Abdülkadir Gölpınarlı merhumun seçtiği, manzum olarak dilimize çevirdiği şiirler de 1980 senesinde Gözlem yayınevince yayınlandı; bu kitabın adı “Bugünün Diliyle Mevlana”dır.
Dîvân-ı Kebîr'den yabancı dillere de tercümeler yapılmıştır. Prof. Dr. Annemaria Schimmel tarafından Almanca'ya manzum olarak elli altı gazel tercüme ve neşr edilmiştir.
Reynold A. Nicholson'un Dîvân-ı Şems-i Tebrizi'den seçme şiirlerini de unutmamalıyız.
Dîvân-ı Kebîr'den, Rusça ve Japonca'ya kadar bir çok dünya dillerine seçme ve tercüme yapılmıştır.

Mevlana Dîvân-ı Kebir'deki şiirlerini İslamî edebiyattaki nazım şekillerinden olan gazel şeklinde söylemiştir. Bilindiği gibi gazel, konu olarak lirik aşk şiirlerini ele alır. Gazellerde şekil itibarıyla birinci beyitteki mısralar kendi aralarında kafiyeli olup, gazelin diğer beyitlerinin ikinci mısraları, birinci beyitle aynı kafiyededir ve her gazelin bütün beyitleri aynı vezinle yazılır ve her beyit konu itibarıyla küçük bir şiir parçasıdır. Nasıl rubaîler dört mısrada aynı konuyu işlerlerse, her gazelin her beyiti ayrı ayrı konuları taşıyabilir.

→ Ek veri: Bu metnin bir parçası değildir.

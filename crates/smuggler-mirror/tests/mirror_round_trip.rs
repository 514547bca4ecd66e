//! Round-trip and determinism laws for the mirror writers.

use flate2::read::GzDecoder;
use smuggler_core::{Architecture, Package, PackageIdentity};
use smuggler_mirror::{write_apk_mirror, write_apt_mirror, write_yum_mirror};
use smuggler_test_utils::fixtures;
use std::io::Read;
use std::path::Path;

const REVISION: u64 = 1_719_400_000;

fn place_package_files(packages: &[Package], dir: &Path) {
    for pkg in packages {
        std::fs::write(dir.join(pkg.filename()), b"package-bytes").unwrap();
    }
}

fn gunzip(path: &Path) -> Vec<u8> {
    let compressed = std::fs::read(path).unwrap();
    let mut out = Vec::new();
    GzDecoder::new(&compressed[..])
        .read_to_end(&mut out)
        .unwrap();
    out
}

fn identities(packages: &[Package]) -> Vec<String> {
    let mut ids: Vec<String> = packages
        .iter()
        .map(Package::identity)
        .map(|id: PackageIdentity| id.to_string())
        .collect();
    ids.sort();
    ids
}

#[test]
fn yum_mirror_round_trips_by_identity() {
    let original = smuggler_index::yum::parse_primary(
        fixtures::PRIMARY_XML.as_bytes(),
        "baseos",
        Architecture::X86_64,
    )
    .unwrap();

    let files = tempfile::tempdir().unwrap();
    let out = tempfile::tempdir().unwrap();
    place_package_files(&original, files.path());

    write_yum_mirror(&original, files.path(), out.path(), REVISION).unwrap();

    // the tree is complete
    for artefact in ["primary.xml.gz", "filelists.xml.gz", "other.xml.gz", "repomd.xml"] {
        assert!(out.path().join("repodata").join(artefact).exists());
    }
    assert!(out
        .path()
        .join("Packages/curl-7.76.1-29.el9.x86_64.rpm")
        .exists());

    // repomd lists the primary artefact with the checksum of the emitted file
    let repomd_entries = smuggler_index::yum::parse_repomd(
        &std::fs::read(out.path().join("repodata/repomd.xml")).unwrap(),
    )
    .unwrap();
    let primary_entry = smuggler_index::yum::primary_location(&repomd_entries).unwrap();
    let emitted = std::fs::read(out.path().join(&primary_entry.location)).unwrap();
    assert_eq!(
        primary_entry.checksum.as_ref().unwrap().value,
        fixtures::sha256_hex(&emitted)
    );

    // feeding the emitted primary back through the parser yields the same set
    let xml = gunzip(&out.path().join("repodata/primary.xml.gz"));
    let reparsed =
        smuggler_index::yum::parse_primary(&xml, "baseos", Architecture::X86_64).unwrap();
    assert_eq!(identities(&original), identities(&reparsed));

    // the real EVR is carried, not a constant
    let openssl = reparsed.iter().find(|p| p.name == "openssl-libs").unwrap();
    assert_eq!(openssl.epoch, Some(1));
    assert_eq!(openssl.release.as_deref(), Some("27.el9"));
}

#[test]
fn yum_mirror_is_byte_deterministic() {
    let packages = smuggler_index::yum::parse_primary(
        fixtures::PRIMARY_XML.as_bytes(),
        "baseos",
        Architecture::X86_64,
    )
    .unwrap();

    let files = tempfile::tempdir().unwrap();
    place_package_files(&packages, files.path());

    let first = tempfile::tempdir().unwrap();
    let second = tempfile::tempdir().unwrap();
    write_yum_mirror(&packages, files.path(), first.path(), REVISION).unwrap();
    write_yum_mirror(&packages, files.path(), second.path(), REVISION).unwrap();

    for artefact in ["primary.xml.gz", "filelists.xml.gz", "other.xml.gz", "repomd.xml"] {
        let a = std::fs::read(first.path().join("repodata").join(artefact)).unwrap();
        let b = std::fs::read(second.path().join("repodata").join(artefact)).unwrap();
        assert_eq!(a, b, "{artefact} differs between runs");
    }
}

#[test]
fn apt_mirror_round_trips_by_identity() {
    let original = smuggler_index::apt::parse_packages(
        fixtures::PACKAGES,
        "main",
        Architecture::Amd64,
    )
    .unwrap();

    let files = tempfile::tempdir().unwrap();
    let out = tempfile::tempdir().unwrap();
    place_package_files(&original, files.path());

    write_apt_mirror(&original, files.path(), out.path(), REVISION).unwrap();

    let text = String::from_utf8(std::fs::read(out.path().join("Packages")).unwrap()).unwrap();
    let reparsed =
        smuggler_index::apt::parse_packages(&text, "main", Architecture::Amd64).unwrap();
    assert_eq!(identities(&original), identities(&reparsed));

    // the gz variant decompresses to the human form
    assert_eq!(gunzip(&out.path().join("Packages.gz")), text.as_bytes());

    // deb files sit flat next to the indices
    assert!(out
        .path()
        .join("curl_7.81.0-1ubuntu1.15_amd64.deb")
        .exists());
}

#[test]
fn apt_release_lists_checksums() {
    let packages = smuggler_index::apt::parse_packages(
        fixtures::PACKAGES,
        "main",
        Architecture::Amd64,
    )
    .unwrap();

    let files = tempfile::tempdir().unwrap();
    let out = tempfile::tempdir().unwrap();
    place_package_files(&packages, files.path());
    write_apt_mirror(&packages, files.path(), out.path(), REVISION).unwrap();

    let release =
        String::from_utf8(std::fs::read(out.path().join("Release")).unwrap()).unwrap();
    assert!(release.contains("Codename: local"));
    assert!(release.contains("Components: ./"));
    assert!(release.contains("Architectures: amd64"));

    let packages_bytes = std::fs::read(out.path().join("Packages")).unwrap();
    let expected = format!(
        " {} {} Packages",
        fixtures::sha256_hex(&packages_bytes),
        packages_bytes.len()
    );
    assert!(release.contains(&expected), "Release must hash Packages");
}

#[test]
fn apk_mirror_round_trips_by_identity() {
    let original = smuggler_index::apk::parse_apkindex(
        fixtures::APKINDEX,
        "main",
        Architecture::X86_64,
    )
    .unwrap();

    let files = tempfile::tempdir().unwrap();
    let out = tempfile::tempdir().unwrap();
    place_package_files(&original, files.path());

    write_apk_mirror(&original, files.path(), out.path()).unwrap();

    let container = std::fs::read(out.path().join("x86_64/APKINDEX.tar.gz")).unwrap();
    let index = extract_apkindex(&container);
    let reparsed = smuggler_index::apk::parse_apkindex(
        &String::from_utf8(index).unwrap(),
        "main",
        Architecture::X86_64,
    )
    .unwrap();

    assert_eq!(identities(&original), identities(&reparsed));

    // checksums survive the Q1 re-encoding
    let curl_before = original.iter().find(|p| p.name == "curl").unwrap();
    let curl_after = reparsed.iter().find(|p| p.name == "curl").unwrap();
    assert_eq!(curl_before.checksum, curl_after.checksum);

    assert!(out.path().join("x86_64/curl-8.5.0-r0.apk").exists());
}

#[test]
fn apk_mirror_is_byte_deterministic() {
    let packages = smuggler_index::apk::parse_apkindex(
        fixtures::APKINDEX,
        "main",
        Architecture::X86_64,
    )
    .unwrap();

    let files = tempfile::tempdir().unwrap();
    place_package_files(&packages, files.path());

    let first = tempfile::tempdir().unwrap();
    let second = tempfile::tempdir().unwrap();
    write_apk_mirror(&packages, files.path(), first.path()).unwrap();
    write_apk_mirror(&packages, files.path(), second.path()).unwrap();

    assert_eq!(
        std::fs::read(first.path().join("x86_64/APKINDEX.tar.gz")).unwrap(),
        std::fs::read(second.path().join("x86_64/APKINDEX.tar.gz")).unwrap()
    );
}

/// Extract the APKINDEX member from a gzipped tar.
fn extract_apkindex(container: &[u8]) -> Vec<u8> {
    let mut tar_bytes = Vec::new();
    GzDecoder::new(container)
        .read_to_end(&mut tar_bytes)
        .unwrap();
    let mut archive = tar::Archive::new(&tar_bytes[..]);
    for entry in archive.entries().unwrap() {
        let mut entry = entry.unwrap();
        if entry.path().unwrap().to_str() == Some("APKINDEX") {
            let mut out = Vec::new();
            entry.read_to_end(&mut out).unwrap();
            return out;
        }
    }
    panic!("APKINDEX member missing");
}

Bu beyitler sadece vezin ve kafiye bakımından bir araya gelmişlerdir. Eğer bütün beyitler aynı konuyu işlerlerse o gazele "yek avaz" adı verilir ve çok makbul sayılır. Mevlana bu geleneğe uyarak gazellerinin bazılarında her beyitte ayrı bir konuyu işlemiştir, ama Mevlana çoğu zaman mesela on beş beyitlik bir gazelinde bile aynı konuyu terennüm etmiştir. Bu yüzden biz Mevlana'nın gazellerini okurken, her beyiti ayrıca bir konuyu işleyen küçük bir şiir parçası sayabiliriz.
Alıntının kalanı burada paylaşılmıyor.